Instructions for the task: Look for the word "flipped" in the entries and copy every line where it shows up.

Dataset items:
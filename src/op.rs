//! Reversible session actions recorded in the undo log.

use serde::{Deserialize, Serialize};

use crate::types::YesNo;

/// One logged mutation with the value it replaced.
#[derive(Debug, Clone, PartialEq, Eq, Serialize, Deserialize)]
pub enum UndoEntry {
    /// A counter was incremented or decremented.
    Counter {
        /// Counter key.
        key: String,
        /// Count before the change.
        previous: i64,
    },
    /// The moved-state toggle was flipped.
    Toggle {
        /// State before the flip.
        previous: YesNo,
    },
    /// The broken-state toggle was flipped.
    Broken {
        /// State before the flip.
        previous: YesNo,
    },
}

Answer to this exercise:
    /// The moved-state toggle was flipped.
    /// The broken-state toggle was flipped.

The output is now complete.